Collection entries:
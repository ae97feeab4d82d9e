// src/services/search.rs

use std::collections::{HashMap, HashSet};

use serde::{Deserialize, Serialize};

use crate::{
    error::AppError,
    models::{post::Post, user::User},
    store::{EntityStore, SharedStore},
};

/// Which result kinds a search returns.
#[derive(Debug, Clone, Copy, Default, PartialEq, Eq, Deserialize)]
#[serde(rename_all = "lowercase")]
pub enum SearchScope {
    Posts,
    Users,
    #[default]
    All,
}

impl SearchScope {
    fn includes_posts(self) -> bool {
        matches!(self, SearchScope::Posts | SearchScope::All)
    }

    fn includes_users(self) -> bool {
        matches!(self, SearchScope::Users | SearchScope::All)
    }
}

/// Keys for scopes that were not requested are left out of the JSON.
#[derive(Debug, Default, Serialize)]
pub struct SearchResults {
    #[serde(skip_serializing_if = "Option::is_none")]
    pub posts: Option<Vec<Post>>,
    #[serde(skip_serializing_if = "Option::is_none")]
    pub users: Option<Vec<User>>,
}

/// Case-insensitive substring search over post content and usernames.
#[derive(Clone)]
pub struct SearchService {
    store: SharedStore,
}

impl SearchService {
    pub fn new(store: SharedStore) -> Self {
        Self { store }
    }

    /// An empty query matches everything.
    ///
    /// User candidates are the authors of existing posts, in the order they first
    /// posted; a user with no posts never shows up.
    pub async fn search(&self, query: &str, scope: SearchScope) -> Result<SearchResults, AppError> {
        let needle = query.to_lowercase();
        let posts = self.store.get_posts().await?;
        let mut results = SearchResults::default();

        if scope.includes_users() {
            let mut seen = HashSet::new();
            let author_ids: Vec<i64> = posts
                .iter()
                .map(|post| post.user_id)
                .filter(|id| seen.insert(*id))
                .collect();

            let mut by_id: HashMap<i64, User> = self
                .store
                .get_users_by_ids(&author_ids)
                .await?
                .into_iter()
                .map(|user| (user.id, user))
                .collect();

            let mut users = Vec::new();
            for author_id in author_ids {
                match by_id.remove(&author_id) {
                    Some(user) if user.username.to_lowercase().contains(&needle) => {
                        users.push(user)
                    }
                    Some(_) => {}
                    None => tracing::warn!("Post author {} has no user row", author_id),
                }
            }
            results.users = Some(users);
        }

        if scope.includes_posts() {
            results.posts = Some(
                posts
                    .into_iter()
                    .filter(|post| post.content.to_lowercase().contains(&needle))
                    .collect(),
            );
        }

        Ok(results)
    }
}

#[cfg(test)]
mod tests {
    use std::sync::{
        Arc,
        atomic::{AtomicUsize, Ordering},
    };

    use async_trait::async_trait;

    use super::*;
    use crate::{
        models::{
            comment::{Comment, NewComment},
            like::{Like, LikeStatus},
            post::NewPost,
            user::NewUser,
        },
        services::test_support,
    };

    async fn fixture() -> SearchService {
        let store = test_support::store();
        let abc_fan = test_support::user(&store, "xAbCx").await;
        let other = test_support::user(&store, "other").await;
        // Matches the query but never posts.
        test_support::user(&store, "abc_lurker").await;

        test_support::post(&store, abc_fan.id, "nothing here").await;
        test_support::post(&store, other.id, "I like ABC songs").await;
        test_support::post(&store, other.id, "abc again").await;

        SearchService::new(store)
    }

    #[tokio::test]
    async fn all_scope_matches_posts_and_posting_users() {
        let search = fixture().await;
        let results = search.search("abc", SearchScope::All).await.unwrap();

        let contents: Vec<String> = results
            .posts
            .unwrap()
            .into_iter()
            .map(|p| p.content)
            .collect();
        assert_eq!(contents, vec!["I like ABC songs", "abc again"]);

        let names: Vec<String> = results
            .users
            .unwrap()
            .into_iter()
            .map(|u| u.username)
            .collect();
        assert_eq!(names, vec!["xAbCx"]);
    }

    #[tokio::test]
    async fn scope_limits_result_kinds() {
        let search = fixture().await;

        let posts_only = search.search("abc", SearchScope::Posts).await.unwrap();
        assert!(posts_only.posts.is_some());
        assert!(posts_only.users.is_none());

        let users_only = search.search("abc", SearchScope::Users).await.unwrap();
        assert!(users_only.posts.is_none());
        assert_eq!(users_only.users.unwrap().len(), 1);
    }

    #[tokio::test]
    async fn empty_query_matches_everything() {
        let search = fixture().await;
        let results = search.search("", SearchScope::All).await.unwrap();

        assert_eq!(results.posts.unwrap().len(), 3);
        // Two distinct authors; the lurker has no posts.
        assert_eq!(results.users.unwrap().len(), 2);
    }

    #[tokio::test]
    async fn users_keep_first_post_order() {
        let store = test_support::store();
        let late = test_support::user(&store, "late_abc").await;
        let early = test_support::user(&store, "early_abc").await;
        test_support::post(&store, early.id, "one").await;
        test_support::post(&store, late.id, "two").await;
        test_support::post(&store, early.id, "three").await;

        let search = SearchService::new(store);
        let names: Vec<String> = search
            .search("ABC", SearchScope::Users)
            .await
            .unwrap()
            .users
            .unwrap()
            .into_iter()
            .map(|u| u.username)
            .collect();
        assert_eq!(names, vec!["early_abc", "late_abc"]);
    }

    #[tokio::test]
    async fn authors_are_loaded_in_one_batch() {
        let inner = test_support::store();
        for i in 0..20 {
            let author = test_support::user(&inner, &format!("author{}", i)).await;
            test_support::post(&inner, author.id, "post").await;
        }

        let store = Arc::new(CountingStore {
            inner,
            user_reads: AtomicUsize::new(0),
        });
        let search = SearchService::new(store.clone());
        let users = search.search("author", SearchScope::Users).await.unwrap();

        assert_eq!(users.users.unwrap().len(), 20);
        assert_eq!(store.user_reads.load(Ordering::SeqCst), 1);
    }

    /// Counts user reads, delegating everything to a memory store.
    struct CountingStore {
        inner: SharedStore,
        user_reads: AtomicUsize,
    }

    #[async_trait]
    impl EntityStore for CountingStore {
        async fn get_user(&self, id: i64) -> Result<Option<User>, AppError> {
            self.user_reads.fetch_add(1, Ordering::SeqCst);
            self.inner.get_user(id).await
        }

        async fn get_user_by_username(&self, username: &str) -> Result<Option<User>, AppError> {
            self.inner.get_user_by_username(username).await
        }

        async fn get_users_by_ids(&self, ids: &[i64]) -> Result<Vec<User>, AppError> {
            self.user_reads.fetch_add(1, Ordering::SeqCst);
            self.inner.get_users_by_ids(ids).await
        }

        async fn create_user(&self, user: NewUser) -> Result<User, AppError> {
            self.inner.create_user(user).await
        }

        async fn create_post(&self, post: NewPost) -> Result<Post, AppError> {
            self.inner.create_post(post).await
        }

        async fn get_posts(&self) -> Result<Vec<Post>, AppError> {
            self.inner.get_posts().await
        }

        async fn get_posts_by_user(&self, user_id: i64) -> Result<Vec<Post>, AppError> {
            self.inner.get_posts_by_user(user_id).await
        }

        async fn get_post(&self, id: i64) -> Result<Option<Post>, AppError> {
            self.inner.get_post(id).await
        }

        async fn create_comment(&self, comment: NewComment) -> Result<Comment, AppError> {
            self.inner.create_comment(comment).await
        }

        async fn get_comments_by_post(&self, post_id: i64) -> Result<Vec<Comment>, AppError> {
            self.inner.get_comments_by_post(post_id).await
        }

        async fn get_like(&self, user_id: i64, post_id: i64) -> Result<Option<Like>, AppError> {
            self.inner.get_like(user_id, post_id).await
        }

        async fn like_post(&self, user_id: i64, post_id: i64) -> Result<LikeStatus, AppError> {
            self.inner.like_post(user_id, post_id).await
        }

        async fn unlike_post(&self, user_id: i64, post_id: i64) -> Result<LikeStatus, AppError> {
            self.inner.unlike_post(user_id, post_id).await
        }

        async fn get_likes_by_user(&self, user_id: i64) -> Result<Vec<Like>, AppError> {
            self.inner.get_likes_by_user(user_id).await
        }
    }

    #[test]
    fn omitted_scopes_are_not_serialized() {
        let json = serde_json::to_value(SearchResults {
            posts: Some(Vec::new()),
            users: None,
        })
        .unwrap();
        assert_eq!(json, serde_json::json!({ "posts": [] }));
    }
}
==
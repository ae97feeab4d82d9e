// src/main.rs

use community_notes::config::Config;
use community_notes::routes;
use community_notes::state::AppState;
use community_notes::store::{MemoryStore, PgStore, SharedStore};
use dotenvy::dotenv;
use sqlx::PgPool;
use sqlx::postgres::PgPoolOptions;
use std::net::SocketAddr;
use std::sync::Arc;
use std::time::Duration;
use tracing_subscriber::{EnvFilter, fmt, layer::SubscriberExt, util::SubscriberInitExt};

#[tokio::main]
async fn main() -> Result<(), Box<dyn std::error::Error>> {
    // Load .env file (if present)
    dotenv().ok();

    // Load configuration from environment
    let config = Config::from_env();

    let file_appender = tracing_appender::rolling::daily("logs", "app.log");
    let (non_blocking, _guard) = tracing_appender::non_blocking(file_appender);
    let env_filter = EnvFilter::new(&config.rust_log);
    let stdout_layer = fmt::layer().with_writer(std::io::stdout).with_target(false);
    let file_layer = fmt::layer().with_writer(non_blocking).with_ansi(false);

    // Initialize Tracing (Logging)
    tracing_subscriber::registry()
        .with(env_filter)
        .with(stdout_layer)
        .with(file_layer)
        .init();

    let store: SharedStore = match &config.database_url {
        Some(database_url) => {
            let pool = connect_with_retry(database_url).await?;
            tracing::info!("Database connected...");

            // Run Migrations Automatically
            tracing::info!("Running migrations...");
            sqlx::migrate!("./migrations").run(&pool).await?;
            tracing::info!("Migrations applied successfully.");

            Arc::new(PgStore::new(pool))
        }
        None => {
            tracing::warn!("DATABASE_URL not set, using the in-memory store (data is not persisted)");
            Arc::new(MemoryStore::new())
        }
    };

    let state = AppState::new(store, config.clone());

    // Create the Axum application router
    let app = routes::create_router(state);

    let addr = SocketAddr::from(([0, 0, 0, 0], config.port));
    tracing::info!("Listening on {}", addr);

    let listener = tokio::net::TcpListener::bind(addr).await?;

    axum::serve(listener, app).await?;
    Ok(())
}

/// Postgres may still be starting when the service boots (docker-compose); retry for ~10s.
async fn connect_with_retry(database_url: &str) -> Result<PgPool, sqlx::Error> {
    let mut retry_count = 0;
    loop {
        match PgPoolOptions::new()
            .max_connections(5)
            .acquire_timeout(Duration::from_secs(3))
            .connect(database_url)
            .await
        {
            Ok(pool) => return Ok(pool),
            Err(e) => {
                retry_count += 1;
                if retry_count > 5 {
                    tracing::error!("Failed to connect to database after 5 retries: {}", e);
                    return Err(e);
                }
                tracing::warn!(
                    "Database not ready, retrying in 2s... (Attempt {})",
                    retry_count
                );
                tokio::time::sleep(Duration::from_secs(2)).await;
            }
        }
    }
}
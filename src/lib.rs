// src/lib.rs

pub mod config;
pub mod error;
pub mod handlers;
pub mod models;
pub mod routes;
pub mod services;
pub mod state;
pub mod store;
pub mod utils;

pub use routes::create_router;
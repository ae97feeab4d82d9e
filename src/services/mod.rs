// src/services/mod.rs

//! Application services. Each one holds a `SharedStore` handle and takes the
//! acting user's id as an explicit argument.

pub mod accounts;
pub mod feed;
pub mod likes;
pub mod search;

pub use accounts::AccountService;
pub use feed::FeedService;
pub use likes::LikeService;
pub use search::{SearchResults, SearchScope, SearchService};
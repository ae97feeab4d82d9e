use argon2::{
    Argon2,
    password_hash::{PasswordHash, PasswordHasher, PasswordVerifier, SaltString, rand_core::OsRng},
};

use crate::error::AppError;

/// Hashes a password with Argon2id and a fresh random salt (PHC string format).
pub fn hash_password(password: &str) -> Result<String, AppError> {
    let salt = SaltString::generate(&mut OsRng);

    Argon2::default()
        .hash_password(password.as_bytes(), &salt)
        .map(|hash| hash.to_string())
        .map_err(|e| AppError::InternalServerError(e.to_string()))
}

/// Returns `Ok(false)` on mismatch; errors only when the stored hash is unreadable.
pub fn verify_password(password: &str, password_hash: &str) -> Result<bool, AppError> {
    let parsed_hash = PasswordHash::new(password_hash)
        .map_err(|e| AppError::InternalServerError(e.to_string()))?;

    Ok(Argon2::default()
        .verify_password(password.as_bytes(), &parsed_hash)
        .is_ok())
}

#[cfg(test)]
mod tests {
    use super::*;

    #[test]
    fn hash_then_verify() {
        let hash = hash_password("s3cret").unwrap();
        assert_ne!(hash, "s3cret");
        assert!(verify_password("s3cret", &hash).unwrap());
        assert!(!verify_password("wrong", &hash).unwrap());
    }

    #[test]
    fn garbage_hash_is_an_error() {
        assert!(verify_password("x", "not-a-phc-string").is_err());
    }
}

» Assigned task
Could you reproduce, exactly, every line above from the line with "of the JSON." to the line with "let needle = query.to_lowercase();", and no other line? Both ends count.

» Expected answer
/// Keys for scopes that were not requested are left out of the JSON.
#[derive(Debug, Default, Serialize)]
pub struct SearchResults {
    #[serde(skip_serializing_if = "Option::is_none")]
    pub posts: Option<Vec<Post>>,
    #[serde(skip_serializing_if = "Option::is_none")]
    pub users: Option<Vec<User>>,
}

/// Case-insensitive substring search over post content and usernames.
#[derive(Clone)]
pub struct SearchService {
    store: SharedStore,
}

impl SearchService {
    pub fn new(store: SharedStore) -> Self {
        Self { store }
    }

    /// An empty query matches everything.
    ///
    /// User candidates are the authors of existing posts, in the order they first
    /// posted; a user with no posts never shows up.
    pub async fn search(&self, query: &str, scope: SearchScope) -> Result<SearchResults, AppError> {
        let needle = query.to_lowercase();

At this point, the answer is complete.